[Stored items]
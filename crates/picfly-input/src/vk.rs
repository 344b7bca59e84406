//! Windows virtual-key codes to [`Key`].
//!
//! Kept free of any Win32 types so the table can be checked on every platform.

use picfly_types::Key;

pub fn key_from_vk(vk: u32) -> Key {
    match vk {
        0x08 => Key::Backspace,
        0x09 => Key::Tab,
        0x0D => Key::Enter,
        0x10 | 0xA0 | 0xA1 => Key::Shift,
        0x11 | 0xA2 | 0xA3 => Key::Control,
        0x12 | 0xA4 | 0xA5 => Key::Alt,
        0x1B => Key::Escape,
        0x20 => Key::Space,
        0x30..=0x39 => Key::Char(char::from(b'0' + (vk - 0x30) as u8)),
        0x41..=0x5A => Key::Char(char::from(b'a' + (vk - 0x41) as u8)),
        0x5B | 0x5C => Key::Meta,
        0x70..=0x87 => Key::Function((vk - 0x70 + 1) as u8),
        // OEM keys, US layout
        0xBA => Key::Char(';'),
        0xBB => Key::Char('='),
        0xBC => Key::Char(','),
        0xBD => Key::Char('-'),
        0xBE => Key::Char('.'),
        0xBF => Key::Char('/'),
        0xC0 => Key::Char('`'),
        0xDB => Key::Char('['),
        0xDC => Key::Char('\\'),
        0xDD => Key::Char(']'),
        0xDE => Key::Char('\''),
        other => Key::Other(other),
    }
}

#[cfg(test)]
mod tests {
    use super::*;

    #[test]
    fn default_table_keys() {
        assert_eq!(key_from_vk(0x77), Key::Function(8));
        assert_eq!(key_from_vk(0x39), Key::Char('9'));
        assert_eq!(key_from_vk(0x30), Key::Char('0'));
        assert_eq!(key_from_vk(0xBD), Key::Char('-'));
        assert_eq!(key_from_vk(0xBB), Key::Char('='));
        assert_eq!(key_from_vk(0x1B), Key::Escape);
    }

    #[test]
    fn ranges() {
        assert_eq!(key_from_vk(0x41), Key::Char('a'));
        assert_eq!(key_from_vk(0x5A), Key::Char('z'));
        assert_eq!(key_from_vk(0x70), Key::Function(1));
        assert_eq!(key_from_vk(0x87), Key::Function(24));
    }

    #[test]
    fn left_and_right_modifiers_collapse() {
        assert_eq!(key_from_vk(0xA2), key_from_vk(0xA3));
        assert_eq!(key_from_vk(0xA0), Key::Shift);
    }

    #[test]
    fn unknown_codes_round_trip_through_other() {
        assert_eq!(key_from_vk(0xAD), Key::Other(0xAD));
    }
}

■ Task requirements
Among the lines of the preceding data, which ones hold the word "Escape"? List them.

■ Solution below
        0x1B => Key::Escape,
        assert_eq!(key_from_vk(0x1B), Key::Escape);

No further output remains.